I believe that once you put your own experience, your own flavor profile, or your own heart into whatever you’re cooking, then that becomes yours. It’s one thing to just cook Asian food or Bengali food… but once I start putting my experience and my taste into that, I think it becomes mine. Yes, you have to learn how to respect and pay homage to what you’re gathering from. But once you start putting your own into it, it becomes your own.”

El-Waylly: “People see that I’m brown, and so I should know everything about brown food and that’s ‘my food.’ But I think that’s the food that I feel the least attached to, because I grew up in America, in LA, so I grew up eating a lot of Mexican food and Filipino food and Vietnamese food, and I too really like hot dogs for the Fourth of July and things like that. So it’s tough when people link your food to your ethnicity, because I think it’s more complicated than that. I think it’s about the food you grew up with, which I don’t think necessarily is the food of the way you look. It’s about the food you grew up with, the food you love, the food you know — and that doesn’t mean you can’t love and get to know other food. But it’s all about paying respect to the roots where things are coming from.”

Culinary exploration — especially when cooking for others — should be accompanied by thoughtful consideration.

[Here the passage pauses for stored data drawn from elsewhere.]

use tracing::{error, info, warn};

use super::paths::{file_name, join, parent_path};
use super::support::{resolve_storage, stage_to_compute, storage_adaptor, StorageRole};
use super::uri::StorageUri;
use super::{StagingReport, StagingServices};
use crate::error::{TaskFailure, TaskResult};
use crate::models::DataType;
use crate::state_machine::ProcessState;
use crate::tasks::{TaskContext, TaskDescriptor};

fn parse_uri(value: &str, task_id: &str) -> TaskResult<StorageUri> {
    StorageUri::parse(value.trim()).map_err(|err| {
        TaskFailure::fatal(format!(
            "Failed to obtain source URI for input data staging task {task_id}"
        ))
        .with_source(err)
    })
}

/// Copies one process input from storage onto the compute resource
pub struct InputDataStagingTask {
    services: StagingServices,
}

impl InputDataStagingTask {
    pub fn new(services: StagingServices) -> Self {
        Self { services }
    }

    pub async fn run(&self, descriptor: &TaskDescriptor) -> TaskResult<StagingReport> {
        info!(
            task_id = %descriptor.task_id,
            experiment_id = %descriptor.experiment_id,
            "Starting input data staging task"
        );
        self.services.metrics.record_input_staging_task();

        let result = self.stage(descriptor).await;
        if let Err(failure) = &result {
            error!(
                task_id = %descriptor.task_id,
                process_id = %descriptor.process_id,
                critical = failure.is_critical(),
                error = %failure,
                "Input data staging task failed"
            );
        }
        result
    }

    async fn stage(&self, descriptor: &TaskDescriptor) -> TaskResult<StagingReport> {
        let services = &self.services;
        let context = TaskContext::load(services.registry.as_ref(), descriptor).await?;
        context
            .save_and_publish_process_status(
                services.registry.as_ref(),
                services.publisher.as_ref(),
                ProcessState::InputDataStaging,
            )
            .await;

        let model = context.staging_model()?;
        let mut report = StagingReport::default();

        let is_collection = match &model.process_input {
            Some(input) if input.value.is_none() => {
                if input.is_required {
                    return Err(TaskFailure::fatal(format!(
                        "Couldn't stage required input {} of process {}: value is null",
                        input.name,
                        context.process_id()
                    )));
                }
                warn!(
                    task_id = %context.task_id(),
                    input = %input.name,
                    "Skipping input staging as the optional input has no value"
                );
                return Ok(report);
            }
            Some(input) => input.data_type == DataType::UriCollection,
            None => false,
        };

        let sources = if is_collection {
            model
                .source
                .split(',')
                .map(str::trim)
                .filter(|source| !source.is_empty())
                .map(|source| parse_uri(source, context.task_id()))
                .collect::<TaskResult<Vec<_>>>()?
        } else {
            vec![parse_uri(&model.source, context.task_id())?]
        };
        let destination = parse_uri(&model.destination, context.task_id())?;

        let storage = resolve_storage(services, &context, StorageRole::Input).await?;
        let storage_adaptor = storage_adaptor(services, &context, &storage).await?;
        let compute_adaptor = context.compute_adaptor(services.adaptors.as_ref()).await?;

        for source in &sources {
            let destination_path = if is_collection {
                join(parent_path(&destination.path), file_name(&source.path))
            } else {
                destination.path.clone()
            };

            let transferred = stage_to_compute(
                services,
                context.process_id(),
                storage_adaptor.clone(),
                &source.path,
                compute_adaptor.clone(),
                &destination_path,
            )
            .await?;
            if !transferred {
                warn!(file = %source.path, "File did not transfer");
            }
            report.record(&source.path, transferred);
        }

        info!(
            task_id = %context.task_id(),
            transferred = report.transferred.len(),
            skipped = report.skipped.len(),
            "Input data staging task completed"
        );
        Ok(report)
    }
}

#[cfg(test)]
mod tests {
    use super::*;
    use crate::config::StagingConfig;
    use crate::events::StatusEvent;
    use crate::metrics::OrchestratorMetrics;
    use crate::testing::fixtures::input_object;
    use crate::testing::{
        InMemoryAdaptor, InMemoryRegistry, ProcessFixture, RecordingPublisher,
        StaticAdaptorSupport,
    };
    use crate::tasks::TaskKind;
    use std::sync::Arc;

    struct Harness {
        task: InputDataStagingTask,
        compute: Arc<InMemoryAdaptor>,
        storage: Arc<InMemoryAdaptor>,
        publisher: Arc<RecordingPublisher>,
        metrics: Arc<OrchestratorMetrics>,
        _scratch: tempfile::TempDir,
    }

    fn harness(fixture: &ProcessFixture) -> Harness {
        let scratch = tempfile::tempdir().unwrap();
        let registry = Arc::new(InMemoryRegistry::new());
        fixture.seed(&registry);
        let compute = Arc::new(InMemoryAdaptor::new());
        let storage = Arc::new(InMemoryAdaptor::new());
        let publisher = Arc::new(RecordingPublisher::new());
        let metrics = Arc::new(OrchestratorMetrics::new());
        let services = StagingServices::new(
            registry,
            Arc::new(StaticAdaptorSupport::new(compute.clone(), storage.clone())),
            publisher.clone(),
            StagingConfig {
                local_data_location: scratch.path().to_path_buf(),
                ..StagingConfig::default()
            },
            Arc::clone(&metrics),
        );
        Harness {
            task: InputDataStagingTask::new(services),
            compute,
            storage,
            publisher,
            metrics,
            _scratch: scratch,
        }
    }

    fn descriptor(fixture: &ProcessFixture, task_id: &str) -> TaskDescriptor {
        TaskDescriptor::new(TaskKind::InputDataStaging, task_id, &fixture.scope())
    }

    #[tokio::test]
    async fn test_input_is_copied_to_compute() {
        let fixture = ProcessFixture::new("p1").input_staging(
            "in-1",
            input_object("input", Some("file://gw@storage/data/in.dat"), DataType::Uri),
            "file://gw@storage/data/in.dat",
            "/scratch/p1/in.dat",
        );
        let h = harness(&fixture);
        h.storage.put_file("/data/in.dat", b"payload".to_vec());

        let report = h.task.run(&descriptor(&fixture, "in-1")).await.unwrap();

        assert_eq!(report.transferred, vec!["/data/in.dat".to_string()]);
        assert_eq!(h.compute.file("/scratch/p1/in.dat"), Some(b"payload".to_vec()));
        assert_eq!(h.metrics.snapshot().input_staging_tasks, 1);
        assert!(matches!(
            h.publisher.events().first(),
            Some(StatusEvent::Process(event)) if event.state == ProcessState::InputDataStaging
        ));
    }

    #[tokio::test]
    async fn test_empty_input_file_is_fatal() {
        let fixture = ProcessFixture::new("p1").input_staging(
            "in-1",
            input_object("input", Some("/data/empty.dat"), DataType::Uri),
            "/data/empty.dat",
            "/scratch/p1/empty.dat",
        );
        let h = harness(&fixture);
        h.storage.put_file("/data/empty.dat", Vec::new());

        let failure = h.task.run(&descriptor(&fixture, "in-1")).await.unwrap_err();

        assert!(failure.is_critical());
        assert!(failure.reason().contains("size is 0"));
        assert!(h.compute.file_paths().is_empty());
    }

    #[tokio::test]
    async fn test_collection_inputs_land_next_to_destination() {
        let fixture = ProcessFixture::new("p1").input_staging(
            "in-1",
            input_object("inputs", Some("/data/a.dat,/data/b.dat"), DataType::UriCollection),
            "/data/a.dat, /data/b.dat",
            "/scratch/p1/placeholder",
        );
        let h = harness(&fixture);
        h.storage.put_file("/data/a.dat", b"a".to_vec());
        h.storage.put_file("/data/b.dat", b"b".to_vec());

        let report = h.task.run(&descriptor(&fixture, "in-1")).await.unwrap();

        assert_eq!(report.transferred.len(), 2);
        assert_eq!(h.compute.file("/scratch/p1/a.dat"), Some(b"a".to_vec()));
        assert_eq!(h.compute.file("/scratch/p1/b.dat"), Some(b"b".to_vec()));
    }

    #[tokio::test]
    async fn test_optional_input_without_value_is_skipped() {
        let fixture = ProcessFixture::new("p1").input_staging(
            "in-1",
            input_object("optional", None, DataType::Uri),
            "",
            "/scratch/p1/x",
        );
        let h = harness(&fixture);

        let report = h.task.run(&descriptor(&fixture, "in-1")).await.unwrap();
        assert_eq!(report, StagingReport::default());
    }

    #[tokio::test]
    async fn test_required_input_without_value_is_fatal() {
        let mut input = input_object("required", None, DataType::Uri);
        input.is_required = true;
        let fixture = ProcessFixture::new("p1").input_staging("in-1", input, "", "/scratch/p1/x");
        let h = harness(&fixture);

        let failure = h.task.run(&descriptor(&fixture, "in-1")).await.unwrap_err();
        assert!(failure.is_critical());
    }

    #[tokio::test]
    async fn test_malformed_source_uri_is_fatal() {
        let fixture = ProcessFixture::new("p1").input_staging(
            "in-1",
            input_object("input", Some("x"), DataType::Uri),
            "file://host:notaport/data/in.dat",
            "/scratch/p1/in.dat",
        );
        let h = harness(&fixture);

        let failure = h.task.run(&descriptor(&fixture, "in-1")).await.unwrap_err();
        assert!(failure.is_critical());
        assert!(failure.reason().contains("Failed to obtain source URI"));
    }
}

Stewart: “When you’re at home, nobody is there to judge you, you’re not trying to profit, and you’re enjoying cooking in your own home — which to me, the rules are off there. You’re cooking, you’re learning, you’re trying different things and the home is where it all starts for a lot of cooks and writers. But once you step outside that place, there’s different rules.”

Sohla: “There’s a difference between cooking at home for yourself versus people like us who are cooking and writing for the public. At home, you should do whatever the hell you want to do. But we [professionals] have a responsibility because we’re influencing a lot of people with our recipes and our words. So I think it’s about putting context behind things, not just taking za’atar and throwing it on a pizza and not explaining how, ‘Hey, this is like manakish, this comes from somewhere.’ I think that’s when it goes to appropriating and not just appreciation.”

Alang: “I’ve always said the same thing: that in your own home you should cook whatever you want. But I’m wondering maybe there’s a difference between the things you cook for yourself and the things that you cook for other people. Only because I’m imaging the context of having a dinner party or something like that where you invite friends over and I think it’s very easy in that kind of situation to slip into the kind of exoticization to be like, ‘We’re going to take a trip to the tropics!’ I hate the idea of telling someone that you shouldn’t do what you want in your own home, but maybe there is sometimes a risk of perpetuating the kind of exoticization of ‘foreign’ foods when you cook for other people rather than when you cook for yourself.”